Copy every record exactly.

# Stored data entries
*** Begin section ***

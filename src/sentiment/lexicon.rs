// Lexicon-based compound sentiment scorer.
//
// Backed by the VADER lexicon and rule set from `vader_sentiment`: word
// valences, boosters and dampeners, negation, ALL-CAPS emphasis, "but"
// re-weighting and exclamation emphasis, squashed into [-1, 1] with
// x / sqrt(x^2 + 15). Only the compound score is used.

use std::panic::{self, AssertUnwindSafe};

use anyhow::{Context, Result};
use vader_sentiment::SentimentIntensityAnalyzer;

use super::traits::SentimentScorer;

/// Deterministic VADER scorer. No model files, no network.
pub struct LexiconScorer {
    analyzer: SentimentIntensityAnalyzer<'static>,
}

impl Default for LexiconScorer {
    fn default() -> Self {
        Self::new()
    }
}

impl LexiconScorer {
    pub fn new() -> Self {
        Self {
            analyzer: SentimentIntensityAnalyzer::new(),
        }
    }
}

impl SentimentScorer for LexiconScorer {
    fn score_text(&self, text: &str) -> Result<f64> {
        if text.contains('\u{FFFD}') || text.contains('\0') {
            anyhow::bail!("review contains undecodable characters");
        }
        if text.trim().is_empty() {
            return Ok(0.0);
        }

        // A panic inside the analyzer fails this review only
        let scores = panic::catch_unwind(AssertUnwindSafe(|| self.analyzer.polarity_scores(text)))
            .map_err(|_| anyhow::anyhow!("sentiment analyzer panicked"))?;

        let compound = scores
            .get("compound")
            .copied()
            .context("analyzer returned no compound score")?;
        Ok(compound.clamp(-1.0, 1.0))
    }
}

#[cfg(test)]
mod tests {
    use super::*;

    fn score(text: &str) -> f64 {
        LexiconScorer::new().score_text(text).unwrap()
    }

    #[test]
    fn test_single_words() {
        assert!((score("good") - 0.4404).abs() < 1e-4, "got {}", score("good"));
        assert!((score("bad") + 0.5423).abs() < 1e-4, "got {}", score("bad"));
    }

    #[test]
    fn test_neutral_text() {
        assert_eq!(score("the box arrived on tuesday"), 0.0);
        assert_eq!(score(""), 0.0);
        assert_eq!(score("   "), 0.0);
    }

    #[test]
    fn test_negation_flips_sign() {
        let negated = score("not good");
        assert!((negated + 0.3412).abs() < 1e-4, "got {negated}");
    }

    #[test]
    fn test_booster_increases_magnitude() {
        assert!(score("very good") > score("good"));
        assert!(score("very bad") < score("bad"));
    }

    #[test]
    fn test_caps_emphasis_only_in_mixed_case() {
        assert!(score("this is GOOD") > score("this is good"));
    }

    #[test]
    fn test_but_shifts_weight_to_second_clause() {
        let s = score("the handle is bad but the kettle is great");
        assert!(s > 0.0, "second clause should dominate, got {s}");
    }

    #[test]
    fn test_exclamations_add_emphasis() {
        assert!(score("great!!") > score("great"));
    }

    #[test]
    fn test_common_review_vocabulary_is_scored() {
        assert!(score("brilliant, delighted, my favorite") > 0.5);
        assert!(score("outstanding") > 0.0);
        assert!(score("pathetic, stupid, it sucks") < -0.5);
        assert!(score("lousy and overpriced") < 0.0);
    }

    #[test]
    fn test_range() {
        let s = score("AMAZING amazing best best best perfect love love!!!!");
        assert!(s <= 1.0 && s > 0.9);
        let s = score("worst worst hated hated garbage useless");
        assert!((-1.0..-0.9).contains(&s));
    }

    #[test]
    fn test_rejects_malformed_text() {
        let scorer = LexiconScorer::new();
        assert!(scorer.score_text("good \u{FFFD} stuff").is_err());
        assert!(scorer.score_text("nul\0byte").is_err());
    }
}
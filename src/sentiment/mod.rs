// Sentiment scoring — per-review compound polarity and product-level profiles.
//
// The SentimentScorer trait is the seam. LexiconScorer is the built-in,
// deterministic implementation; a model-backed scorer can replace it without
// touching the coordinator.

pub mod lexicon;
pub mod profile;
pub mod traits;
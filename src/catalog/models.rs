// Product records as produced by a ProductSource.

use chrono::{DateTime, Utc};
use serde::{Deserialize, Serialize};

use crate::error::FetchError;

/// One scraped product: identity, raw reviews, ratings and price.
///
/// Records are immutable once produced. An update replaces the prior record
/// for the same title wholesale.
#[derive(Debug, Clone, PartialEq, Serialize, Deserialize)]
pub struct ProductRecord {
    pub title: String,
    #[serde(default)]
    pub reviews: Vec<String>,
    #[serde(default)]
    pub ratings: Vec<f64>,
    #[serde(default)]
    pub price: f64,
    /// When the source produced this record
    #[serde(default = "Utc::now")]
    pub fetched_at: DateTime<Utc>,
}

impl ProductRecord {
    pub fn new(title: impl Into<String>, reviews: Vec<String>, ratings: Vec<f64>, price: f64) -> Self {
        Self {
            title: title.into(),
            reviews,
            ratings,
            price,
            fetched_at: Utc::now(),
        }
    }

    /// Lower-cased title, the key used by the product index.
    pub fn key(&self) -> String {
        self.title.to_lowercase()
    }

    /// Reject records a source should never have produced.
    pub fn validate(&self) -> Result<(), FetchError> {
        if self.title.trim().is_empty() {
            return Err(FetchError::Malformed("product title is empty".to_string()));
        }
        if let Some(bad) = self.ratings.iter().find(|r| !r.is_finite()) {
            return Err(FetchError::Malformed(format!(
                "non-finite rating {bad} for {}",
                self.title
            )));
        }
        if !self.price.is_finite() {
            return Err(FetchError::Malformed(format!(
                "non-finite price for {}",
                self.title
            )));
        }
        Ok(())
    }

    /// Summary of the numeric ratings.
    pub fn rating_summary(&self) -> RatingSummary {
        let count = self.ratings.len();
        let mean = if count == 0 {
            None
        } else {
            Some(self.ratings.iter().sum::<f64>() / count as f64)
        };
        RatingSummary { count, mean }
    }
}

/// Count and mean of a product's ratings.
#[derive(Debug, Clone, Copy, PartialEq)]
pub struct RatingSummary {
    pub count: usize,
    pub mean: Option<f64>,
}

*** End section ***

# SOLVED PROBLEM
filename src/sentiment/lexicon.rs
// Lexicon-based compound sentiment scorer.
//
// Backed by the VADER lexicon and rule set from `vader_sentiment`: word
// valences, boosters and dampeners, negation, ALL-CAPS emphasis, "but"
// re-weighting and exclamation emphasis, squashed into [-1, 1] with
// x / sqrt(x^2 + 15). Only the compound score is used.

use std::panic::{self, AssertUnwindSafe};

use anyhow::{Context, Result};
use vader_sentiment::SentimentIntensityAnalyzer;

use super::traits::SentimentScorer;

/// Deterministic VADER scorer. No model files, no network.
pub struct LexiconScorer {
    analyzer: SentimentIntensityAnalyzer<'static>,
}

impl Default for LexiconScorer {
    fn default() -> Self {
        Self::new()
    }
}

impl LexiconScorer {
    pub fn new() -> Self {
        Self {
            analyzer: SentimentIntensityAnalyzer::new(),
        }
    }
}

impl SentimentScorer for LexiconScorer {
    fn score_text(&self, text: &str) -> Result<f64> {
        if text.contains('\u{FFFD}') || text.contains('\0') {
            anyhow::bail!("review contains undecodable characters");
        }
        if text.trim().is_empty() {
            return Ok(0.0);
        }

        // A panic inside the analyzer fails this review only
        let scores = panic::catch_unwind(AssertUnwindSafe(|| self.analyzer.polarity_scores(text)))
            .map_err(|_| anyhow::anyhow!("sentiment analyzer panicked"))?;

        let compound = scores
            .get("compound")
            .copied()
            .context("analyzer returned no compound score")?;
        Ok(compound.clamp(-1.0, 1.0))
    }
}

#[cfg(test)]
mod tests {
    use super::*;

    fn score(text: &str) -> f64 {
        LexiconScorer::new().score_text(text).unwrap()
    }

    #[test]
    fn test_single_words() {
        assert!((score("good") - 0.4404).abs() < 1e-4, "got {}", score("good"));
        assert!((score("bad") + 0.5423).abs() < 1e-4, "got {}", score("bad"));
    }

    #[test]
    fn test_neutral_text() {
        assert_eq!(score("the box arrived on tuesday"), 0.0);
        assert_eq!(score(""), 0.0);
        assert_eq!(score("   "), 0.0);
    }

    #[test]
    fn test_negation_flips_sign() {
        let negated = score("not good");
        assert!((negated + 0.3412).abs() < 1e-4, "got {negated}");
    }

    #[test]
    fn test_booster_increases_magnitude() {
        assert!(score("very good") > score("good"));
        assert!(score("very bad") < score("bad"));
    }

    #[test]
    fn test_caps_emphasis_only_in_mixed_case() {
        assert!(score("this is GOOD") > score("this is good"));
    }

    #[test]
    fn test_but_shifts_weight_to_second_clause() {
        let s = score("the handle is bad but the kettle is great");
        assert!(s > 0.0, "second clause should dominate, got {s}");
    }

    #[test]
    fn test_exclamations_add_emphasis() {
        assert!(score("great!!") > score("great"));
    }

    #[test]
    fn test_common_review_vocabulary_is_scored() {
        assert!(score("brilliant, delighted, my favorite") > 0.5);
        assert!(score("outstanding") > 0.0);
        assert!(score("pathetic, stupid, it sucks") < -0.5);
        assert!(score("lousy and overpriced") < 0.0);
    }

    #[test]
    fn test_range() {
        let s = score("AMAZING amazing best best best perfect love love!!!!");
        assert!(s <= 1.0 && s > 0.9);
        let s = score("worst worst hated hated garbage useless");
        assert!((-1.0..-0.9).contains(&s));
    }

    #[test]
    fn test_rejects_malformed_text() {
        let scorer = LexiconScorer::new();
        assert!(scorer.score_text("good \u{FFFD} stuff").is_err());
        assert!(scorer.score_text("nul\0byte").is_err());
    }
}
filename src/sentiment/mod.rs
// Sentiment scoring — per-review compound polarity and product-level profiles.
//
// The SentimentScorer trait is the seam. LexiconScorer is the built-in,
// deterministic implementation; a model-backed scorer can replace it without
// touching the coordinator.

pub mod lexicon;
pub mod profile;
pub mod traits;
filename src/catalog/models.rs
// Product records as produced by a ProductSource.

use chrono::{DateTime, Utc};
use serde::{Deserialize, Serialize};

use crate::error::FetchError;

/// One scraped product: identity, raw reviews, ratings and price.
///
/// Records are immutable once produced. An update replaces the prior record
/// for the same title wholesale.
#[derive(Debug, Clone, PartialEq, Serialize, Deserialize)]
pub struct ProductRecord {
    pub title: String,
    #[serde(default)]
    pub reviews: Vec<String>,
    #[serde(default)]
    pub ratings: Vec<f64>,
    #[serde(default)]
    pub price: f64,
    /// When the source produced this record
    #[serde(default = "Utc::now")]
    pub fetched_at: DateTime<Utc>,
}

impl ProductRecord {
    pub fn new(title: impl Into<String>, reviews: Vec<String>, ratings: Vec<f64>, price: f64) -> Self {
        Self {
            title: title.into(),
            reviews,
            ratings,
            price,
            fetched_at: Utc::now(),
        }
    }

    /// Lower-cased title, the key used by the product index.
    pub fn key(&self) -> String {
        self.title.to_lowercase()
    }

    /// Reject records a source should never have produced.
    pub fn validate(&self) -> Result<(), FetchError> {
        if self.title.trim().is_empty() {
            return Err(FetchError::Malformed("product title is empty".to_string()));
        }
        if let Some(bad) = self.ratings.iter().find(|r| !r.is_finite()) {
            return Err(FetchError::Malformed(format!(
                "non-finite rating {bad} for {}",
                self.title
            )));
        }
        if !self.price.is_finite() {
            return Err(FetchError::Malformed(format!(
                "non-finite price for {}",
                self.title
            )));
        }
        Ok(())
    }

    /// Summary of the numeric ratings.
    pub fn rating_summary(&self) -> RatingSummary {
        let count = self.ratings.len();
        let mean = if count == 0 {
            None
        } else {
            Some(self.ratings.iter().sum::<f64>() / count as f64)
        };
        RatingSummary { count, mean }
    }
}

/// Count and mean of a product's ratings.
#[derive(Debug, Clone, Copy, PartialEq)]
pub struct RatingSummary {
    pub count: usize,
    pub mean: Option<f64>,
}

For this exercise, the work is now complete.